Besides the pure performance of its GPUs, NVIDIA moat is its software stack. NVIDIA released its first GPU in 1999 and in 2006 NVIDIA developed CUDA, touted as the world’s first solution for general computing on GPUs. Since then, the CUDA ecosystem has grown drastically.
“This dominance extends beyond just hardware, as it heavily influences the software, frameworks and ecosystem that surrounds it. The prevalence of NVIDIA GPUs in all the recent AI / ML advances has led to the centralisation of research, models, and software development around CUDA. Nearly every AI researcher currently chooses CUDA as a default due to this,” Mohammed Imran K R, CTO at E2E Networks, told AIM.
To compete with CUDA, Intel is in the process of shifting its developer tools to LLVM to support cross-architecture compatibility.
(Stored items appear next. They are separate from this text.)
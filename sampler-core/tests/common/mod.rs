#![allow(dead_code)]

use std::collections::VecDeque;
use std::time::Duration;

use critical_section as _;

use sampler_core::config::{ConfigSet, ResetKind};
use sampler_core::driver::{
    AccelSample, AgcEngine, AuxSensorKind, AuxSensors, CapSample, ChipControl, ChipSelect,
    EventSink, FifoRead, FrameDecoder, LeadChange, LeadDetector, LeadOutcome, MotionConfirm,
};
use sampler_core::engineering::ChannelParams;
use sampler_core::functions::{AlgorithmResult, ChannelTag, Frame, FunctionId, RawWord};
use sampler_core::slots::{SLOT_COUNT, SlotMask, SlotOrder};
use sampler_core::wear::{SwitchMode, WearDetect};
use sampler_core::{
    AlgorithmError, ConfigCatalog, DriverError, EventExtra, EventReport, IrqEvents, Scheduler,
    SchedulerConfig,
};

pub type TestScheduler = Scheduler<FakeChip, FakeSensors, FakeAlgorithms, RecordingSink>;

#[derive(Clone, Debug, PartialEq, Eq)]
pub enum ChipCall {
    Select(ChipSelect),
    Reset(ResetKind),
    Delay(Duration),
    LowPower,
    Load(&'static str),
    ReadFifo(usize),
    Watermark(u16),
    SlotEnable(SlotMask),
    Divider(u8, u16),
    Order(u8, SlotOrder),
    Start(FunctionId),
    Stop(FunctionId),
    Wear(WearDetect, SwitchMode),
    Channel(ChannelTag, ChannelParams),
}

/// Chip double that records every call and serves queued interrupt status.
#[derive(Debug)]
pub struct FakeChip {
    pub calls: Vec<ChipCall>,
    /// Status returned by successive `irq_status` calls; empty once drained.
    pub irq: VecDeque<Result<IrqEvents, DriverError>>,
    pub fifo: Vec<u8>,
    /// Reports `more_pending` on every read.
    pub more_pending: bool,
    pub dividers: [u16; SLOT_COUNT],
    pub sampling: bool,
    /// Number of upcoming configuration loads that fail.
    pub failing_loads: usize,
    pub refuse_event_switch: bool,
    pub refuse_channel_params: bool,
}

impl Default for FakeChip {
    fn default() -> Self {
        Self {
            calls: Vec::new(),
            irq: VecDeque::new(),
            fifo: Vec::new(),
            more_pending: false,
            dividers: [39; SLOT_COUNT],
            sampling: false,
            failing_loads: 0,
            refuse_event_switch: false,
            refuse_channel_params: false,
        }
    }
}

impl FakeChip {
    pub fn push_words(&mut self, slot: u8, adc: u8, count: usize) {
        for value in 0..count {
            let value = u32::try_from(value).expect("word index fits");
            let word = RawWord::compose(ChannelTag::new(slot, adc), 1, value);
            self.fifo.extend_from_slice(&word.to_be_bytes());
        }
    }

    pub fn count(&self, call: &ChipCall) -> usize {
        self.calls.iter().filter(|c| *c == call).count()
    }

    pub fn loads(&self) -> usize {
        self.calls
            .iter()
            .filter(|c| matches!(c, ChipCall::Load(_)))
            .count()
    }

    pub fn resets(&self) -> usize {
        self.calls
            .iter()
            .filter(|c| matches!(c, ChipCall::Reset(_)))
            .count()
    }

    pub fn channel_writes(&self) -> Vec<(ChannelTag, ChannelParams)> {
        self.calls
            .iter()
            .filter_map(|c| match c {
                ChipCall::Channel(tag, params) => Some((*tag, *params)),
                _ => None,
            })
            .collect()
    }

    pub fn fifo_reads(&self) -> usize {
        self.calls
            .iter()
            .filter(|c| matches!(c, ChipCall::ReadFifo(_)))
            .count()
    }
}

impl ChipControl for FakeChip {
    fn select(&mut self, chip: ChipSelect) {
        self.calls.push(ChipCall::Select(chip));
    }

    fn reset(&mut self, kind: ResetKind) -> Result<(), DriverError> {
        self.calls.push(ChipCall::Reset(kind));
        self.fifo.clear();
        Ok(())
    }

    fn delay(&mut self, duration: Duration) {
        self.calls.push(ChipCall::Delay(duration));
    }

    fn enter_low_power(&mut self) -> Result<(), DriverError> {
        self.calls.push(ChipCall::LowPower);
        Ok(())
    }

    fn exit_low_power(&mut self) -> Result<(), DriverError> {
        Ok(())
    }

    fn load_configuration(&mut self, config: &ConfigSet) -> Result<(), DriverError> {
        self.calls.push(ChipCall::Load(config.name));
        if self.failing_loads > 0 {
            self.failing_loads -= 1;
            return Err(DriverError::Resource);
        }
        Ok(())
    }

    fn irq_status(&mut self) -> Result<IrqEvents, DriverError> {
        self.irq.pop_front().unwrap_or(Ok(IrqEvents::empty()))
    }

    fn fifo_level(&mut self) -> Result<u16, DriverError> {
        Ok(u16::try_from(self.fifo.len() / 4).expect("fifo level fits"))
    }

    fn read_fifo(&mut self, buffer: &mut [u8]) -> Result<FifoRead, DriverError> {
        let bytes = buffer.len().min(self.fifo.len());
        buffer[..bytes].copy_from_slice(&self.fifo[..bytes]);
        self.fifo.drain(..bytes);
        self.calls.push(ChipCall::ReadFifo(bytes));
        Ok(FifoRead {
            bytes,
            more_pending: self.more_pending,
        })
    }

    fn write_fifo_watermark(&mut self, words: u16) -> Result<(), DriverError> {
        self.calls.push(ChipCall::Watermark(words));
        Ok(())
    }

    fn sampling_enabled(&mut self) -> Result<bool, DriverError> {
        Ok(self.sampling)
    }

    fn set_sampling_enabled(&mut self, enabled: bool) -> Result<(), DriverError> {
        self.sampling = enabled;
        Ok(())
    }

    fn write_slot_enable(&mut self, slots: SlotMask) -> Result<(), DriverError> {
        self.calls.push(ChipCall::SlotEnable(slots));
        Ok(())
    }

    fn slot_divider(&mut self, slot: u8) -> Result<u16, DriverError> {
        Ok(self.dividers[usize::from(slot)])
    }

    fn write_slot_divider(&mut self, slot: u8, divider: u16) -> Result<(), DriverError> {
        self.calls.push(ChipCall::Divider(slot, divider));
        self.dividers[usize::from(slot)] = divider;
        Ok(())
    }

    fn write_slot_order(&mut self, position: u8, entry: SlotOrder) -> Result<(), DriverError> {
        self.calls.push(ChipCall::Order(position, entry));
        Ok(())
    }

    fn write_slot_time(&mut self, _: u8, _: u16) -> Result<(), DriverError> {
        Ok(())
    }

    fn function_start(&mut self, id: FunctionId) -> Result<(), DriverError> {
        self.calls.push(ChipCall::Start(id));
        Ok(())
    }

    fn function_stop(&mut self, id: FunctionId) -> Result<(), DriverError> {
        self.calls.push(ChipCall::Stop(id));
        Ok(())
    }

    fn wear_detect_switch(
        &mut self,
        target: WearDetect,
        mode: SwitchMode,
    ) -> Result<(), DriverError> {
        self.calls.push(ChipCall::Wear(target, mode));
        if self.refuse_event_switch && mode == SwitchMode::EventDriven {
            Err(DriverError::Generic)
        } else {
            Ok(())
        }
    }

    fn write_channel_params(
        &mut self,
        channel: ChannelTag,
        params: ChannelParams,
    ) -> Result<(), DriverError> {
        self.calls.push(ChipCall::Channel(channel, params));
        if self.refuse_channel_params {
            Err(DriverError::Communication)
        } else {
            Ok(())
        }
    }
}

#[derive(Debug, Default)]
pub struct FakeSensors {
    pub started: Vec<AuxSensorKind>,
    pub stopped: Vec<AuxSensorKind>,
    /// Accelerometer samples served by the next read.
    pub accel: Vec<AccelSample>,
    /// Overrides the count returned by `read_accel`.
    pub accel_count_override: Option<usize>,
}

impl AuxSensors for FakeSensors {
    fn start_caching(&mut self, kind: AuxSensorKind) {
        self.started.push(kind);
    }

    fn stop_caching(&mut self, kind: AuxSensorKind) {
        self.stopped.push(kind);
    }

    fn read_accel(&mut self, out: &mut [AccelSample]) -> usize {
        let count = self.accel.len().min(out.len());
        out[..count].copy_from_slice(&self.accel[..count]);
        self.accel.drain(..count);
        self.accel_count_override.unwrap_or(count)
    }
}

#[derive(Debug, Default)]
pub struct FakeAlgorithms {
    pub started: Vec<FunctionId>,
    pub stopped: Vec<FunctionId>,
    pub frames: Vec<(FunctionId, u32, usize)>,
    pub fail_decode: bool,
    pub agc_calls: usize,
    pub gain_resets: usize,
    pub lead_outcomes: VecDeque<LeadOutcome>,
    pub hard_adt_lead: Option<bool>,
    pub movement: bool,
    pub motion_resets: usize,
    pub motion_starts: usize,
    pub motion_stops: usize,
    pub timer: bool,
    pub fed: usize,
}

impl FrameDecoder for FakeAlgorithms {
    fn start(&mut self, id: FunctionId) -> Result<(), AlgorithmError> {
        self.started.push(id);
        Ok(())
    }

    fn stop(&mut self, id: FunctionId) -> Result<(), AlgorithmError> {
        self.stopped.push(id);
        Ok(())
    }

    fn decode(&mut self, frame: &Frame<'_>) -> Result<Option<AlgorithmResult>, AlgorithmError> {
        self.frames
            .push((frame.function, frame.index, frame.sensors.accel.len()));
        if self.fail_decode {
            return Err(AlgorithmError::Generic);
        }
        Ok(Some(AlgorithmResult {
            values: [i32::try_from(frame.index).unwrap_or(i32::MAX), 0, 0, 0],
            confidence: 100,
            frame_index: frame.index,
        }))
    }
}

impl AgcEngine for FakeAlgorithms {
    fn process(&mut self, _: &[u8], _: IrqEvents) -> Result<(), AlgorithmError> {
        self.agc_calls += 1;
        Ok(())
    }

    fn reset_gain(&mut self) {
        self.gain_resets += 1;
    }
}

impl LeadDetector for FakeAlgorithms {
    fn handle(&mut self, _: &mut IrqEvents, _: &[u8]) -> Result<LeadOutcome, AlgorithmError> {
        Ok(self.lead_outcomes.pop_front().unwrap_or_default())
    }

    fn set_hard_adt_lead_detect(&mut self, enabled: bool) {
        self.hard_adt_lead = Some(enabled);
    }
}

impl MotionConfirm for FakeAlgorithms {
    fn start_adt_with_motion(&mut self) {
        self.motion_starts += 1;
    }

    fn stop_adt_with_motion(&mut self) {
        self.motion_stops += 1;
    }

    fn movement_confirmed(&mut self) -> bool {
        self.movement
    }

    fn reset_motion(&mut self) {
        self.motion_resets += 1;
    }

    fn feed(&mut self, _: &[AccelSample], _: &[CapSample]) {
        self.fed += 1;
    }

    fn start_timer(&mut self) {
        self.timer = true;
    }

    fn stop_timer(&mut self) {
        self.timer = false;
    }
}

#[derive(Debug, Default)]
pub struct RecordingSink {
    pub reports: Vec<EventReport>,
    pub leads: Vec<(LeadChange, EventExtra)>,
    pub wear: Vec<EventReport>,
}

impl RecordingSink {
    pub fn reported(&self, events: IrqEvents) -> bool {
        self.reports.iter().any(|r| r.events.contains(events))
    }
}

impl EventSink for RecordingSink {
    fn report(&mut self, report: &EventReport) {
        self.reports.push(*report);
    }

    fn lead_changed(&mut self, change: LeadChange, extra: EventExtra) {
        self.leads.push((change, extra));
    }

    fn wear_changed(&mut self, report: &EventReport) {
        self.wear.push(*report);
    }
}

pub fn scheduler_with(config: SchedulerConfig) -> TestScheduler {
    let mut scheduler = Scheduler::new(
        FakeChip::default(),
        FakeSensors::default(),
        FakeAlgorithms::default(),
        RecordingSink::default(),
        config,
        ConfigCatalog::default(),
    );
    scheduler.init().expect("scheduler initializes");
    scheduler
}

pub fn scheduler() -> TestScheduler {
    scheduler_with(SchedulerConfig::default())
}

/// Queues `events` and marks the interrupt as seen.
pub fn raise(scheduler: &mut TestScheduler, events: IrqEvents) {
    scheduler.chip_mut().irq.push_back(Ok(events));
    scheduler.note_interrupt();
}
Additionally, they are adopting a specification known as oneAPI for enhanced accelerated computing. This move aims to lessen NVIDIA’s control by reducing its reliance on CUDA.
“For it to become pervasive, accelerated computing needs to be standards-based, scaleable, multi-vendor and ideally multi-architecture. We set out four years ago to do that with oneAPI… and we’ve got to the point where we’re becoming productive for developers,” Joe Curley, VP and general manager for software products at Intel said in an interview. Moreover, an open-source infrastructure that makes it easy to choose among GPU providers is also the need of the hour.